Loving Leanne Shapton:
Or, what does one do with something they do well but no longer have use for


It's official. I am obsessed with Leanne Shapton's work. I had previously read Important Artifacts and Personal Property from the Collection of Lenore Doolan and Harold Morris, Including Books, Street Fashion, and Jewelry. I purchased her most recent, Swimming Studies, on our last visit to Square Books in Oxford, MS. I finished and loved it so much, that I immediately ordered The Native Trees of Canada and Was She Pretty?

It is truly impossible to pick a favorite but if I had to, I would recommend looking at these books in chronological order by day of publication. There is a sensitive, quiet core to Shapton's work that is present and palpable from the very beginning. But that quietness grows in focus and precision and gradually transforms in a humble but sincere confidence that is absent in the earlier works.

Swimming Studies is a spectacular memoir of Shapton's previous life as a competitive swimmer. She competed in the 1988 and 1992 Olympics qualifiers in Canada and although she never made it on the Olympic team, her character, life path and sensibility has been obviously marked by her career as a professional athlete. I am sure swimmers and people who have been serious about any other sport will find Shapton's specific observations about sport training and lifestyle very fascinating but as someone who has only marginally been touched by sports, I was captivated by her more general questions. Do I have a long-term goal?, she writes. If anything, it's to figure out what to do with something I do well but no longer have any use for. Which, when you think about it, is still a pretty sweet position to be in... how many of us have THAT problem?! But Shapton is disarmingly charming and open about the ways in which she lets swimming continually creep into her current life as an artist.
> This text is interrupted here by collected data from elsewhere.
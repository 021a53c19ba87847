use std::{env, fs};

use anyhow::Context;
use serde::{Deserialize, Serialize};

/// Process configuration. Loaded from `$ARCANA_CONFIG_PATH` (TOML) when set,
/// defaults otherwise; `ARCANA_DATABASE_URL` and `ARCANA_BIND_ADDR` override
/// either source.
#[derive(Debug, Clone, Serialize, Deserialize)]
#[serde(default)]
pub struct ServerConfig {
    pub bind_addr: String,
    pub database_url: String,
    /// Ring-buffer capacity of the scan event channels; slow subscribers
    /// lag rather than block producers.
    pub event_capacity: usize,
}

impl Default for ServerConfig {
    fn default() -> Self {
        Self {
            bind_addr: "127.0.0.1:7474".to_string(),
            database_url: "sqlite://arcana.db".to_string(),
            event_capacity: 256,
        }
    }
}

impl ServerConfig {
    pub fn load() -> anyhow::Result<Self> {
        let mut config = if let Ok(path) = env::var("ARCANA_CONFIG_PATH")
            && !path.trim().is_empty()
        {
            let text = fs::read_to_string(&path)
                .with_context(|| format!("reading config file {path}"))?;
            toml::from_str(&text)
                .with_context(|| format!("parsing config file {path}"))?
        } else {
            Self::default()
        };
        config.apply_env();
        Ok(config)
    }

    fn apply_env(&mut self) {
        if let Ok(url) = env::var("ARCANA_DATABASE_URL")
            && !url.trim().is_empty()
        {
            self.database_url = url;
        }
        if let Ok(addr) = env::var("ARCANA_BIND_ADDR")
            && !addr.trim().is_empty()
        {
            self.bind_addr = addr;
        }
    }
}

#[cfg(test)]
mod tests {
    use super::*;

    #[test]
    fn partial_toml_falls_back_to_defaults() {
        let config: ServerConfig =
            toml::from_str("bind_addr = \"0.0.0.0:9000\"").expect("parse");
        assert_eq!(config.bind_addr, "0.0.0.0:9000");
        assert_eq!(config.database_url, "sqlite://arcana.db");
        assert_eq!(config.event_capacity, 256);
    }
}
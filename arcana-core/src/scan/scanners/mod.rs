//! Concrete platform integrations. Add new storefront scanners here and
//! register them on the [`ScanService`](crate::scan::ScanService).

mod steam;

pub use steam::SteamScanner;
She shares pages upon pages of illustrations of various swimming pools she's swam in. She catalogs 14 odors in watercolor: 2. Teammates Hair; 7: Sit-ups partner; 13: Ladies' locker room toilet stall. She writes about her ability to fill a sketchbook with drawings over the course of just a weekend or doing a certain number of paintings... just above what she'd think she could do... In others words, applying basic principles of athletic training– drills, discipline, pushing oneself and being brutally honest with oneself about one's ability and potential– to her artistic practice.

Unlike Shapton, I am a constant dabbler: I try different things in spurts and bursts and then give them up before I even have a chance to get good at them. So, to me, her world is infinitely captivating and incomprehensible. Perhaps for that precise reason, her work touches me so deeply. It is so personal and revealing and so incredibly inspiring to learn of the small sufferings and even smaller triumphs of doing something well AND, of course, the BIG journey of learning to live with it all.